═════ RECORDS TO USE ═════

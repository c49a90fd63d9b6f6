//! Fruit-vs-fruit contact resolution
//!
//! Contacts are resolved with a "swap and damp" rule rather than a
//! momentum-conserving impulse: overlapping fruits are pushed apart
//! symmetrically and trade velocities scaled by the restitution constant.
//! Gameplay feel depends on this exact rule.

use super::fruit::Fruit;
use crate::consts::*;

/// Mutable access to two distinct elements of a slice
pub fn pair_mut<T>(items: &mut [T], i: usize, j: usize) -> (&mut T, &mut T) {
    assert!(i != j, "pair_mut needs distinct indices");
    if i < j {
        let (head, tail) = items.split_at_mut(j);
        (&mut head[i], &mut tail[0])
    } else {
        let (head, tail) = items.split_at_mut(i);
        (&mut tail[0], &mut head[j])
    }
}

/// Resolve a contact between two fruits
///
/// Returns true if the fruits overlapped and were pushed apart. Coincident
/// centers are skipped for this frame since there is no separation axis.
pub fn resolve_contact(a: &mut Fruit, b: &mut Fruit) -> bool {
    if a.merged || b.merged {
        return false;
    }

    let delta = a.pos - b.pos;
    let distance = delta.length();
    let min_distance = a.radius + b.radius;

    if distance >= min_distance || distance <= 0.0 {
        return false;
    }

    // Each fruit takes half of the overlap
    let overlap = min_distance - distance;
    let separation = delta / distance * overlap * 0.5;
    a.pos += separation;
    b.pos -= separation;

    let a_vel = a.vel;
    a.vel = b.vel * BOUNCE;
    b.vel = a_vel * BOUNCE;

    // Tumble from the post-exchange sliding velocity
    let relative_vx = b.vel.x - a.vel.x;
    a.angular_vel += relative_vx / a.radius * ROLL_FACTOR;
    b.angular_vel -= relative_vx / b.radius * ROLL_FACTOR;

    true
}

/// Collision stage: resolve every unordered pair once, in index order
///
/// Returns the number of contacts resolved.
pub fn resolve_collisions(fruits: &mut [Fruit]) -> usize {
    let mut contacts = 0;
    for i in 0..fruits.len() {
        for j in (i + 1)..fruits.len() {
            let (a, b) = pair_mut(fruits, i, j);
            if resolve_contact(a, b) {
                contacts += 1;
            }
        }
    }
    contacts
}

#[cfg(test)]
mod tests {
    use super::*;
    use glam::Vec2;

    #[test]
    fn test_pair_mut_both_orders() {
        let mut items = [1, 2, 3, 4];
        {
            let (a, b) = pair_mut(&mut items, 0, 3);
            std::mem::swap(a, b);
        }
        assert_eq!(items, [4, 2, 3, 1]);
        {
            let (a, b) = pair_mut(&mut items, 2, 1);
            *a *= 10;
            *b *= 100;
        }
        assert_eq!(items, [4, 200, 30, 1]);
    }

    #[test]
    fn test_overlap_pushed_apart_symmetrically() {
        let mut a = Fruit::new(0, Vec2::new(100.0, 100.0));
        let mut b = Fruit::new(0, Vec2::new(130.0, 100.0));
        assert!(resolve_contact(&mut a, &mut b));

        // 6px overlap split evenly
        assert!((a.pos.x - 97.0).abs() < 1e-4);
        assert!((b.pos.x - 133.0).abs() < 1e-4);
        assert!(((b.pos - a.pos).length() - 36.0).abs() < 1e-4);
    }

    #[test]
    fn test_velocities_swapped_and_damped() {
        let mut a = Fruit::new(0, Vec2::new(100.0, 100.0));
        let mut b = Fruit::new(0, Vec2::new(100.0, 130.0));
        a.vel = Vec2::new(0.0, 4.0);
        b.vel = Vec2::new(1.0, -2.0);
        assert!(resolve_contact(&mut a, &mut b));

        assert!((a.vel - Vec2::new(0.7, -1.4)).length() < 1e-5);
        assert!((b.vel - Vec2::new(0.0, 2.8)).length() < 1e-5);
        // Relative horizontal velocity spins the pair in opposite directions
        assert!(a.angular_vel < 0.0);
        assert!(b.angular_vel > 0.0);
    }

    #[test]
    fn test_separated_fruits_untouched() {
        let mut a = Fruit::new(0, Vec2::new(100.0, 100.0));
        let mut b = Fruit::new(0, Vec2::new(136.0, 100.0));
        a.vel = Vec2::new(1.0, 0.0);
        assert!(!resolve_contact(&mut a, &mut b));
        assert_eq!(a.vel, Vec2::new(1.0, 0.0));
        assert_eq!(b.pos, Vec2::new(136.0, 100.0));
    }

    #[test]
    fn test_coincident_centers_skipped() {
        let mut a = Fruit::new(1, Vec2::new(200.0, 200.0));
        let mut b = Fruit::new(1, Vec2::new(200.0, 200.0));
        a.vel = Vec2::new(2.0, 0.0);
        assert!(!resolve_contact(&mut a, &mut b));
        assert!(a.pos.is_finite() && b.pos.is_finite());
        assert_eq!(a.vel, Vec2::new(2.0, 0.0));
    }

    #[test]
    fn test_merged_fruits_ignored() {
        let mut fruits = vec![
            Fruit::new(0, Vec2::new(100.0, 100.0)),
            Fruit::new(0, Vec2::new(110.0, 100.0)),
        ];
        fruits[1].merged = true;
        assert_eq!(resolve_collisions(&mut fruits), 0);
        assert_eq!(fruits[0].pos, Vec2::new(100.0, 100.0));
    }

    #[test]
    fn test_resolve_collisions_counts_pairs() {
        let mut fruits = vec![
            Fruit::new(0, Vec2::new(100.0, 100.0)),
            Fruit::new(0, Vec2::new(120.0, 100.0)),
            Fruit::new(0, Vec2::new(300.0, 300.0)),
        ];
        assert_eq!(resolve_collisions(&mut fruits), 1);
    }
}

═════
═════ RECORDS TO USE ═════

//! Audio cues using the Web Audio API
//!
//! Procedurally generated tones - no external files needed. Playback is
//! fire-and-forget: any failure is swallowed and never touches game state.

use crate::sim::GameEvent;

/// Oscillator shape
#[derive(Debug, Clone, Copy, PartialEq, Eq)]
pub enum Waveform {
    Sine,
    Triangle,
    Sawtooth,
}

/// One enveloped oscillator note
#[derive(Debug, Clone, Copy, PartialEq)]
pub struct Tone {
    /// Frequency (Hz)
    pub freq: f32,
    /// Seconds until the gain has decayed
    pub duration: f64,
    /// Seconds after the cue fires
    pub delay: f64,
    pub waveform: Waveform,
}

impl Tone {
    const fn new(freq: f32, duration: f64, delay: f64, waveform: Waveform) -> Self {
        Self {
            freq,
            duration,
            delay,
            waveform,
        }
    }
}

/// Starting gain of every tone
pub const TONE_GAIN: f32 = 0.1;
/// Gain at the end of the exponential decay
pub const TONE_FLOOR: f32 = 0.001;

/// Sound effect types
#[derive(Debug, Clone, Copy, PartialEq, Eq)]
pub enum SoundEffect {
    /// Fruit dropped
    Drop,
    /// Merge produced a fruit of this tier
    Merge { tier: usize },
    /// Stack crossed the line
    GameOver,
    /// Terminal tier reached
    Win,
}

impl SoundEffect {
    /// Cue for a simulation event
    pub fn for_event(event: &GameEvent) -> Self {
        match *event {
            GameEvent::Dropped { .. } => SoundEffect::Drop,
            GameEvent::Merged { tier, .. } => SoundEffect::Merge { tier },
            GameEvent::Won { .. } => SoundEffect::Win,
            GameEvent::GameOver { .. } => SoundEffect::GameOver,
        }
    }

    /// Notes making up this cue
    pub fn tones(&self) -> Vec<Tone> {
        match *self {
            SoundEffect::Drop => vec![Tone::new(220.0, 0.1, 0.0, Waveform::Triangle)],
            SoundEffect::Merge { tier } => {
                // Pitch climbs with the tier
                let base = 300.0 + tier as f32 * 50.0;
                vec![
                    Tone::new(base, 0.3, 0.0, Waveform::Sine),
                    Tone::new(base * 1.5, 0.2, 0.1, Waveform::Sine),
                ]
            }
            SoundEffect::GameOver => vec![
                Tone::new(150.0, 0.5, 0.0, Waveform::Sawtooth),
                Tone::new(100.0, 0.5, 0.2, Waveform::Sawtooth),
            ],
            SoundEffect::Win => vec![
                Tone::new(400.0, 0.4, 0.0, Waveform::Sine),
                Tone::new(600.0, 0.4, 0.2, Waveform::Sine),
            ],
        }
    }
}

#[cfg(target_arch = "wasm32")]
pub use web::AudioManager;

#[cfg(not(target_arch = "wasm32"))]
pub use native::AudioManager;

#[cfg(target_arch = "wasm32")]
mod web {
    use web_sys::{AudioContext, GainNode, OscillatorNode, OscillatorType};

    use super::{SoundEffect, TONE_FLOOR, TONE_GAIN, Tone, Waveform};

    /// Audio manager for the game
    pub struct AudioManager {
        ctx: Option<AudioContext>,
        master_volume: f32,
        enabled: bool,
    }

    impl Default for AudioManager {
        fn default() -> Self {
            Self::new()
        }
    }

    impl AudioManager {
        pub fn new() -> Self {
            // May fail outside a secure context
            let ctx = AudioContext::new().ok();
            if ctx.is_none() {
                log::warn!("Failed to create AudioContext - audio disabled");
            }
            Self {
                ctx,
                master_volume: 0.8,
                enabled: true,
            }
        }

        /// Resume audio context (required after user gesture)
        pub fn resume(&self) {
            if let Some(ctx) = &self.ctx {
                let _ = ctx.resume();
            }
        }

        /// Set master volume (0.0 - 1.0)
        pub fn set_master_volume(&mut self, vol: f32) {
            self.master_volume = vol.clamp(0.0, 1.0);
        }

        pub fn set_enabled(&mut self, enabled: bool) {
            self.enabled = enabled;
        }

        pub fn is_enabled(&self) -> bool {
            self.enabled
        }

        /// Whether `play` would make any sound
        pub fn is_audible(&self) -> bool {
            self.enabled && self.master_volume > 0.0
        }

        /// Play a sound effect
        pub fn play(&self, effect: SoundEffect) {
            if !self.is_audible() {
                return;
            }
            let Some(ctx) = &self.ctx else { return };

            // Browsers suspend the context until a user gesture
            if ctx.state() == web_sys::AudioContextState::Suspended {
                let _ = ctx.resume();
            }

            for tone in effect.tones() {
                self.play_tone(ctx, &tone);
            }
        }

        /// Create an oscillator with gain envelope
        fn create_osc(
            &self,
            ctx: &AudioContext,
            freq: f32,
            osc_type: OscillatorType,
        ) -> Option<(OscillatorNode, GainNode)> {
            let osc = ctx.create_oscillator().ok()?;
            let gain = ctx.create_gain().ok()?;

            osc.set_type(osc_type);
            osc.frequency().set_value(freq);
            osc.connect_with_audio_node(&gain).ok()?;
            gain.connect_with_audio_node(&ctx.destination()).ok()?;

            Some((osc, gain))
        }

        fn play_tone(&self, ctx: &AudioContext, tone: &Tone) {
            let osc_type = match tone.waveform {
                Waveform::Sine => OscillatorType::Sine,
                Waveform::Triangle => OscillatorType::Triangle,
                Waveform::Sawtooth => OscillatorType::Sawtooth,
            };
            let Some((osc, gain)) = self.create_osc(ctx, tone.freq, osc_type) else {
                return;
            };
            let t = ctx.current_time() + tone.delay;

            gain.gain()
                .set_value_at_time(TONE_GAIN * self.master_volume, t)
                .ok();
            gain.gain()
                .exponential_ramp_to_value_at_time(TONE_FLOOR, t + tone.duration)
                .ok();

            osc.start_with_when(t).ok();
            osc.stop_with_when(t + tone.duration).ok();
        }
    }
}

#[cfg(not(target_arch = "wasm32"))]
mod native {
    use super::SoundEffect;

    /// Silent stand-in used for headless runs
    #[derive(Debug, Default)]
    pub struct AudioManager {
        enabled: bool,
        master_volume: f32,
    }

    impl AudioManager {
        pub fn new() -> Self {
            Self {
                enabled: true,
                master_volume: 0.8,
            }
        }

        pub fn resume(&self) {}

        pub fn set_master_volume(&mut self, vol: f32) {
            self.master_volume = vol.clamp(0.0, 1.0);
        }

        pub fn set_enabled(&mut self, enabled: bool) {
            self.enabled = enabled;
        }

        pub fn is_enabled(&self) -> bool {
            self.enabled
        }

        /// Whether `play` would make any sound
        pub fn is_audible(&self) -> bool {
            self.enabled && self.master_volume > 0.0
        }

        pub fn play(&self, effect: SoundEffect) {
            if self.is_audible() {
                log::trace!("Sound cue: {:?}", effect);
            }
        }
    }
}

═════

TASK: Take from the listing above each line in which the string "rule" is found.

SOLUTION TO THE PROBLEM:
//! Contacts are resolved with a "swap and damp" rule rather than a
//! Gameplay feel depends on this exact rule.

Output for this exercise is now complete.